++++ INPUT RECORDS ++++

//! Process-local driver backed by a concurrent map.

use std::sync::Arc;

use async_trait::async_trait;
use cachet_core::{DriverLabel, Lookup, Raw, ttl};
use chrono::{DateTime, Utc};
use dashmap::DashMap;

use crate::{Driver, DriverResult};

#[derive(Clone)]
struct Entry {
    value: Raw,
    expires_at: Option<DateTime<Utc>>,
}

impl Entry {
    fn is_expired(&self, now: DateTime<Utc>) -> bool {
        self.expires_at.is_some_and(|expires_at| expires_at <= now)
    }
}

/// In-memory driver. Entries live as long as the driver (and its clones).
///
/// Expiry is checked lazily on every read; an expired entry is removed by
/// the read that notices it. There is no eviction beyond that.
#[derive(Clone)]
pub struct MemoryDriver {
    entries: Arc<DashMap<String, Entry>>,
    label: DriverLabel,
}

impl MemoryDriver {
    pub fn new() -> Self {
        Self {
            entries: Arc::new(DashMap::new()),
            label: DriverLabel::new_static("memory"),
        }
    }

    /// Sets a custom label for logs and chain tier paths.
    pub fn with_label(mut self, label: impl Into<DriverLabel>) -> Self {
        self.label = label.into();
        self
    }

    /// Number of stored entries, expired ones included.
    pub fn len(&self) -> usize {
        self.entries.len()
    }

    pub fn is_empty(&self) -> bool {
        self.entries.is_empty()
    }
}

impl Default for MemoryDriver {
    fn default() -> Self {
        Self::new()
    }
}

#[async_trait]
impl Driver for MemoryDriver {
    async fn fetch(&self, key: &str) -> DriverResult<Lookup<Raw>> {
        let now = Utc::now();
        let entry = match self.entries.get(key) {
            Some(entry) => entry.clone(),
            None => return Ok(Lookup::Miss),
        };
        if entry.is_expired(now) {
            self.entries
                .remove_if(key, |_, entry| entry.is_expired(now));
            return Ok(Lookup::Miss);
        }
        Ok(Lookup::Hit(entry.value))
    }

    async fn set(&self, key: &str, value: Raw, ttl: Option<u64>) -> DriverResult<()> {
        let expires_at = ttl::expires_at(ttl, Utc::now());
        self.entries
            .insert(key.to_owned(), Entry { value, expires_at });
        Ok(())
    }

    async fn delete(&self, key: &str) -> DriverResult<()> {
        self.entries.remove(key);
        Ok(())
    }

    async fn clear(&self) -> DriverResult<()> {
        self.entries.clear();
        Ok(())
    }

    fn label(&self) -> DriverLabel {
        self.label.clone()
    }
}

#[cfg(test)]
mod tests {
    use super::*;
    use bytes::Bytes;

    #[tokio::test]
    async fn expired_entry_is_removed_on_read() {
        let driver = MemoryDriver::new();
        driver.set("k", Bytes::from_static(b"v"), Some(0)).await.unwrap();
        assert_eq!(driver.len(), 1);

        assert_eq!(driver.fetch("k").await.unwrap(), Lookup::Miss);
        assert!(driver.is_empty());
    }

    #[tokio::test]
    async fn entry_without_ttl_never_expires() {
        let driver = MemoryDriver::new();
        driver.set("k", Bytes::from_static(b"v"), None).await.unwrap();
        assert_eq!(
            driver.fetch("k").await.unwrap(),
            Lookup::Hit(Bytes::from_static(b"v"))
        );
    }
}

++++

### [PROMPT]
Which lines in the records above contain the string "Option"? Copy them.

### [OUTPUT FOR THIS EXERCISE]
    expires_at: Option<DateTime<Utc>>,
    async fn set(&self, key: &str, value: Raw, ttl: Option<u64>) -> DriverResult<()> {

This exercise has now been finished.